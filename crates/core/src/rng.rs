//! RNG module - seeded 48-bit linear congruential generator
//!
//! Level generation must replay the exact same bubbles for a given seed on every
//! platform, so the generator is reimplemented here instead of borrowing a general
//! purpose RNG. The algorithm is the classic 48-bit LCG:
//!
//! - state' = (state * 0x5DEECE66D + 0xB) mod 2^48
//! - a seed is scrambled once with `seed ^ 0x5DEECE66D` before use
//! - a draw of `bits` bits returns the top `bits` bits of the new state
//!
//! Bounded draws use the power-of-two fast path and the rejection loop that keeps
//! the distribution uniform for other bounds.

/// LCG multiplier
pub const MULTIPLIER: u64 = 0x5_DEEC_E66D;

/// LCG increment
pub const INCREMENT: u64 = 0xB;

/// State is kept modulo 2^48
const STATE_MASK: u64 = (1 << 48) - 1;

/// Scramble a user seed into an initial LCG state
#[inline]
pub fn scramble(seed: i64) -> u64 {
    (seed as u64 ^ MULTIPLIER) & STATE_MASK
}

/// Advance an LCG state by one step
#[inline]
pub fn lcg_step(state: u64) -> u64 {
    state.wrapping_mul(MULTIPLIER).wrapping_add(INCREMENT) & STATE_MASK
}

/// Seeded level RNG
#[derive(Debug, Clone, PartialEq, Eq)]
pub struct LevelRng {
    state: u64,
}

impl LevelRng {
    /// Create a new RNG from a seed
    pub fn new(seed: i64) -> Self {
        Self {
            state: scramble(seed),
        }
    }

    /// Current 48-bit state
    pub fn state(&self) -> u64 {
        self.state
    }

    /// Draw the top `bits` bits of the next state (1..=32)
    pub fn next_bits(&mut self, bits: u32) -> i32 {
        debug_assert!((1..=32).contains(&bits));
        self.state = lcg_step(self.state);
        (self.state >> (48 - bits)) as u32 as i32
    }

    /// Draw a full 32-bit signed value
    pub fn next_i32(&mut self) -> i32 {
        self.next_bits(32)
    }

    /// Draw a uniform value in `[0, bound)`
    ///
    /// Non-positive bounds return 0 without advancing the state.
    pub fn next_below(&mut self, bound: i32) -> i32 {
        if bound <= 0 {
            return 0;
        }

        if bound & bound.wrapping_neg() == bound {
            // Power of two: take the high bits directly.
            return ((bound as i64 * self.next_bits(31) as i64) >> 31) as i32;
        }

        loop {
            let bits = self.next_bits(31);
            let value = bits % bound;
            // Reject draws from the incomplete last bucket (the sum overflows past i32::MAX).
            if bits.wrapping_sub(value).wrapping_add(bound - 1) >= 0 {
                return value;
            }
        }
    }
}
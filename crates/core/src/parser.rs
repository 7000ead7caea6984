//! Parser module - level-pack text to grids
//!
//! A level pack is plain text. Levels are separated by a blank line (`\n\n`).
//! Inside a level only two kinds of byte mean anything:
//!
//! - `'0'..='7'`: a bubble of that color
//! - `'-'`: an empty cell
//!
//! Everything else (spaces, newlines, comments) is skipped without moving the cursor.
//! Each decoded cell advances the column; a full row moves to the next row and
//! restarts at column `row % 2`, which gives the staggered layout. Decoding stops
//! as soon as the last stored row is complete.
//!
//! ```
//! use bubble_levels_core::parser::parse_level_pack;
//!
//! let levels = parse_level_pack(b"01234567\n-234567-\n\n01------");
//! assert_eq!(levels.len(), 2);
//! assert_eq!(levels[0].row(0), [0, 1, 2, 3, 4, 5, 6, 7]);
//! assert_eq!(levels[1].row(0), [0, 1, -1, -1, -1, -1, -1, -1]);
//! ```

use log::debug;

use crate::grid::Grid;
use crate::types::{row_start_column, Cell, EMPTY, LEVEL_ROWS, NUM_COLS};

/// Level separator
const SEPARATOR: &[u8] = b"\n\n";

/// Outcome of writing one cell
#[derive(Debug, Clone, Copy, PartialEq, Eq)]
pub enum Step {
    /// More cells fit in the grid
    Continue,
    /// The last row is complete; remaining input is ignored
    Full,
}

/// Write position inside a grid being decoded
#[derive(Debug, Clone, Copy, PartialEq, Eq, Default)]
pub struct Cursor {
    pub col: usize,
    pub row: usize,
}

impl Cursor {
    /// Start at the top-left cell
    pub fn new() -> Self {
        Self::default()
    }

    /// Write a cell at the cursor and advance
    pub fn write(&mut self, grid: &mut Grid, cell: Cell) -> Step {
        grid.set(self.col, self.row, cell);
        self.col += 1;

        if self.col == NUM_COLS {
            self.row += 1;
            if self.row == LEVEL_ROWS {
                return Step::Full;
            }
            self.col = row_start_column(self.row);
        }
        Step::Continue
    }
}

/// Map one byte of level text to a cell, or None if it carries no meaning
#[inline]
pub fn decode_byte(byte: u8) -> Option<Cell> {
    match byte {
        b'0'..=b'7' => Some((byte - b'0') as Cell),
        b'-' => Some(EMPTY),
        _ => None,
    }
}

/// Decode one level block into a grid
///
/// Cells never reached by the cursor stay empty.
pub fn parse_level(block: &[u8]) -> Grid {
    let mut grid = Grid::new();
    let mut cursor = Cursor::new();

    for cell in block.iter().copied().filter_map(decode_byte) {
        if cursor.write(&mut grid, cell) == Step::Full {
            break;
        }
    }

    grid
}

/// Trim control characters and spaces from both ends
fn trim_blank(text: &[u8]) -> &[u8] {
    let start = text.iter().position(|&b| b > b' ').unwrap_or(text.len());
    let end = text.iter().rposition(|&b| b > b' ').map_or(start, |i| i + 1);
    &text[start..end]
}

fn find_separator(text: &[u8]) -> Option<usize> {
    text.windows(SEPARATOR.len()).position(|w| w == SEPARATOR)
}

/// Split a level pack into trimmed level blocks, in pack order
///
/// Text without a separator is a single level if anything but whitespace is left.
/// A pack that opens with a blank line yields an empty first block.
pub fn split_levels(text: &[u8]) -> Vec<&[u8]> {
    let mut blocks = Vec::new();
    let mut rest = text;

    let mut next = match find_separator(rest) {
        Some(at) => Some(at),
        None if !trim_blank(rest).is_empty() => Some(rest.len()),
        None => None,
    };

    while let Some(at) = next {
        blocks.push(trim_blank(&rest[..at]));
        rest = trim_blank(&rest[at..]);

        next = if rest.is_empty() {
            None
        } else {
            Some(find_separator(rest).unwrap_or(rest.len()))
        };
    }

    blocks
}

/// Parse a whole level pack
pub fn parse_level_pack(text: &[u8]) -> Vec<Grid> {
    let levels: Vec<Grid> = split_levels(text).into_iter().map(parse_level).collect();
    debug!(
        "Parsed level pack: {} bytes, {} levels",
        text.len(),
        levels.len()
    );
    levels
}

#[cfg(test)]
mod tests {
    use super::*;

    #[test]
    fn cursor_wraps_with_stagger() {
        let mut grid = Grid::new();
        let mut cursor = Cursor::new();

        for _ in 0..NUM_COLS {
            assert_eq!(cursor.write(&mut grid, 0), Step::Continue);
        }
        assert_eq!(cursor, Cursor { col: 1, row: 1 });

        for _ in 1..NUM_COLS {
            cursor.write(&mut grid, 1);
        }
        assert_eq!(cursor, Cursor { col: 0, row: 2 });
    }

    #[test]
    fn cursor_reports_full_on_last_row() {
        let mut grid = Grid::new();
        let mut cursor = Cursor::new();
        let mut writes = 0;

        while cursor.write(&mut grid, 2) == Step::Continue {
            writes += 1;
        }
        writes += 1;

        // Six even rows of 8 and six odd rows of 7.
        assert_eq!(writes, 6 * 8 + 6 * 7);
        assert_eq!(cursor.row, LEVEL_ROWS);
    }

    #[test]
    fn decode_only_digits_and_dash() {
        assert_eq!(decode_byte(b'0'), Some(0));
        assert_eq!(decode_byte(b'7'), Some(7));
        assert_eq!(decode_byte(b'-'), Some(EMPTY));
        assert_eq!(decode_byte(b'8'), None);
        assert_eq!(decode_byte(b'9'), None);
        assert_eq!(decode_byte(b' '), None);
        assert_eq!(decode_byte(b'\n'), None);
        assert_eq!(decode_byte(b'a'), None);
    }

    #[test]
    fn trim_blank_strips_controls() {
        assert_eq!(trim_blank(b"\t\r\n ab c \r\n"), b"ab c");
        assert_eq!(trim_blank(b" \n\n "), b"");
        assert_eq!(trim_blank(b""), b"");
    }

    #[test]
    fn split_trims_each_block() {
        let blocks = split_levels(b"  1 2\n\n\n\n 3 4 \n\n5\n");
        assert_eq!(blocks, vec![&b"1 2"[..], &b"3 4"[..], &b"5"[..]]);
    }

    #[test]
    fn split_empty_and_blank_packs() {
        assert!(split_levels(b"").is_empty());
        assert!(split_levels(b"   \n \t").is_empty());
    }

    #[test]
    fn split_leading_separator_keeps_empty_block() {
        let blocks = split_levels(b"\n\n0123");
        assert_eq!(blocks, vec![&b""[..], &b"0123"[..]]);
    }
}
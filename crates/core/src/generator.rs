//! Generator module - seeded random grids and endless rows
//!
//! Generation is a pure transform over [`FeedState`]: every call seeds a fresh
//! [`LevelRng`] with the current seed, draws the cells, then draws one more value
//! which becomes the next seed. Feeding the returned state back in walks the seed
//! chain, so a saved seed replays the same sequence of grids and rows.
//!
//! Cells are drawn column by column within a row, rows top to bottom.

use log::{debug, trace};

use crate::grid::{Grid, Row};
use crate::rng::LevelRng;
use crate::types::{Cell, Difficulty, Layout, EMPTY, NUM_COLS, VS_ROWS};

/// Seed and row offset threaded through generation calls
#[derive(Debug, Clone, Copy, PartialEq, Eq, Hash, Default)]
pub struct FeedState {
    pub seed: i64,
    /// 0 or 1
    pub row_offset: u8,
}

impl FeedState {
    pub fn new(seed: i64, row_offset: u8) -> Self {
        Self {
            seed,
            row_offset: row_offset % 2,
        }
    }

    /// Flip the row offset once if the layout scrolls rows in
    fn after_row(self, layout: Layout) -> Self {
        if layout.is_staggered() {
            Self {
                row_offset: (self.row_offset + 1) % 2,
                ..self
            }
        } else {
            self
        }
    }
}

fn draw_row(rng: &mut LevelRng, difficulty: Difficulty) -> Row {
    let mut row = [EMPTY; NUM_COLS];
    for cell in row.iter_mut() {
        *cell = rng.next_below(difficulty.colors() as i32) as Cell;
    }
    row
}

/// Generate a versus grid: the first `VS_ROWS` rows filled, the rest empty
///
/// The row offset flips once per filled row when the layout is staggered.
pub fn generate_grid(
    state: FeedState,
    difficulty: Difficulty,
    layout: Layout,
) -> (Grid, FeedState) {
    let mut rng = LevelRng::new(state.seed);
    let mut grid = Grid::new();
    let mut next = state;

    for row in 0..VS_ROWS {
        grid.set_row(row, &draw_row(&mut rng, difficulty));
        next = next.after_row(layout);
    }

    next.seed = rng.next_i32() as i64;
    debug!(
        "Generated grid: seed={} colors={} next_seed={} offset={}",
        state.seed,
        difficulty.colors(),
        next.seed,
        next.row_offset
    );
    (grid, next)
}

/// Generate one incoming row for endless play
pub fn generate_row(
    state: FeedState,
    difficulty: Difficulty,
    layout: Layout,
) -> (Row, FeedState) {
    let mut rng = LevelRng::new(state.seed);
    let row = draw_row(&mut rng, difficulty);

    let mut next = state.after_row(layout);
    next.seed = rng.next_i32() as i64;
    trace!(
        "Generated row: seed={} next_seed={} offset={}",
        state.seed,
        next.seed,
        next.row_offset
    );
    (row, next)
}
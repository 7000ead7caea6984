//! Bubble levels (workspace facade crate).
//!
//! Re-exports the level core and shared types under `bubble_levels::{core, types}` and
//! hosts the pieces only the command-line tool needs: session persistence and the CLI.

pub use bubble_levels_core as core;
pub use bubble_levels_types as types;

pub mod cli;
pub mod session;
//! Session persistence and command-line tests

use std::fs;

use bubble_levels::cli::{run, Command, GeneratorArgs, LayoutArg, SessionAction};
use bubble_levels::core::{LevelStore, ProgressSnapshot};
use bubble_levels::session::{Session, SessionFile, SessionSource};
use bubble_levels::types::Layout;

const PACK: &str = "0 0 0 0 0 0 0 0\n\n1 1 1 1 1 1 1 1\n\n2 2 2 2 2 2 2 2\n";

fn run_to_string(command: Command) -> String {
    let mut out = Vec::new();
    run(command, &mut out).unwrap();
    String::from_utf8(out).unwrap()
}

#[test]
fn test_missing_session_file_loads_none() {
    let dir = tempfile::tempdir().unwrap();
    let file = SessionFile::new(dir.path().join("missing.json"));
    assert!(file.load().unwrap().is_none());
}

#[test]
fn test_pack_session_round_trip() {
    let dir = tempfile::tempdir().unwrap();
    let pack = dir.path().join("levels.txt");
    fs::write(&pack, PACK).unwrap();

    let (mut session, mut store) = Session::pack(&pack, 0).unwrap();
    session.advance(&mut store);
    assert_eq!(session.progress, ProgressSnapshot::new(1, 0));

    let file = SessionFile::new(dir.path().join("session.json"));
    file.save(&session).unwrap();

    let loaded = file.load().unwrap().unwrap();
    assert_eq!(loaded, session);

    let mut reopened = loaded.open_store().unwrap();
    assert_eq!(reopened.index(), 1);
    assert_eq!(reopened.current_grid().map(|g| g.row(0)), Some([1; 8]));

    file.delete().unwrap();
    assert!(file.load().unwrap().is_none());
}

#[test]
fn test_random_session_replays_seed_chain() {
    let (mut session, mut store) = Session::random(42, 6, Layout::Arcade);
    session.advance(&mut store);
    session.advance(&mut store);

    match session.source {
        SessionSource::Random { generation, .. } => assert_eq!(generation, 2),
        _ => panic!("expected a random session"),
    }

    let mut reopened = session.open_store().unwrap();
    assert_eq!(reopened.seed(), store.seed());
    assert_eq!(reopened.offset(), store.offset());
    assert_eq!(reopened.current_grid().copied(), store.current_grid().copied());
}

#[test]
fn test_session_json_keeps_progress_field_names() {
    let (session, _) = Session::random(1, 4, Layout::Classic);
    let json = serde_json::to_value(&session).unwrap();
    assert_eq!(json["source"]["mode"], "random");
    assert_eq!(json["progress"]["currentIndex"], 0);
    assert_eq!(json["progress"]["rowOffset"], 0);
}

#[test]
fn test_malformed_session_is_an_error() {
    let dir = tempfile::tempdir().unwrap();
    let path = dir.path().join("session.json");
    fs::write(&path, "{ not json").unwrap();
    assert!(SessionFile::new(path).load().is_err());
}

#[test]
fn test_missing_pack_is_an_error() {
    let dir = tempfile::tempdir().unwrap();
    assert!(Session::pack(dir.path().join("nope.txt"), 0).is_err());
}

#[test]
fn test_cli_pack_prints_requested_level() {
    let dir = tempfile::tempdir().unwrap();
    let pack = dir.path().join("levels.txt");
    fs::write(&pack, PACK).unwrap();

    let text = run_to_string(Command::Pack {
        file: pack.clone(),
        level: 2,
        all: false,
    });
    assert!(text.starts_with("Level 3/3\n2 2 2 2 2 2 2 2\n"));

    let text = run_to_string(Command::Pack {
        file: pack,
        level: 0,
        all: true,
    });
    assert_eq!(text.matches("Level ").count(), 3);
}

#[test]
fn test_cli_rows_follow_the_store_feed() {
    let text = run_to_string(Command::Rows {
        generator: GeneratorArgs {
            seed: 42,
            difficulty: 4,
            layout: LayoutArg::Arcade,
        },
        count: 2,
    });
    let lines: Vec<&str> = text.lines().collect();
    assert_eq!(lines, vec!["offset 1: 0 0 1 2 1 3 1 2", "offset 0: 1 1 1 0 0 3 2 1"]);

    let mut store = LevelStore::random(42, 4, Layout::Arcade);
    for line in lines {
        let row = store.new_row().unwrap();
        let cells: Vec<String> = row.iter().map(|c| c.to_string()).collect();
        assert_eq!(line, format!("offset {}: {}", store.offset(), cells.join(" ")));
    }
}

#[test]
fn test_delete_missing_session_is_ok() {
    let dir = tempfile::tempdir().unwrap();
    let file = SessionFile::new(dir.path().join("missing.json"));
    assert!(file.delete().is_ok());
}

#[test]
fn test_failed_delete_is_reported() {
    let dir = tempfile::tempdir().unwrap();
    let state = dir.path().join("session.json");
    fs::create_dir(&state).unwrap();

    assert!(SessionFile::new(&state).delete().is_err());

    let mut out = Vec::new();
    let clear = Command::Session {
        state: state.clone(),
        action: SessionAction::Clear,
    };
    assert!(run(clear, &mut out).is_err());
    assert!(out.is_empty());
    assert!(state.exists());
}

#[test]
fn test_cli_session_walks_pack() {
    let dir = tempfile::tempdir().unwrap();
    let pack = dir.path().join("levels.txt");
    fs::write(&pack, PACK).unwrap();
    let state = dir.path().join("session.json");

    let session = |action| Command::Session {
        state: state.clone(),
        action,
    };

    run_to_string(session(SessionAction::NewPack {
        file: pack,
        level: 0,
    }));
    let text = run_to_string(session(SessionAction::Next));
    assert!(text.contains("Level 2/3"));
    let text = run_to_string(session(SessionAction::Show));
    assert!(text.contains("Level 2/3"));
    let text = run_to_string(session(SessionAction::First));
    assert!(text.contains("Level 1/3"));

    run_to_string(session(SessionAction::Clear));
    let mut out = Vec::new();
    assert!(run(session(SessionAction::Show), &mut out).is_err());
}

◆ ◆ ◆

Problem: Would you output, unchanged, each line from the start of the records to the line that holds "seed is scrambled", both included and nothing else?

Result:
filename crates/core/src/rng.rs
//! RNG module - seeded 48-bit linear congruential generator
//!
//! Level generation must replay the exact same bubbles for a given seed on every
//! platform, so the generator is reimplemented here instead of borrowing a general
//! purpose RNG. The algorithm is the classic 48-bit LCG:
//!
//! - state' = (state * 0x5DEECE66D + 0xB) mod 2^48
//! - a seed is scrambled once with `seed ^ 0x5DEECE66D` before use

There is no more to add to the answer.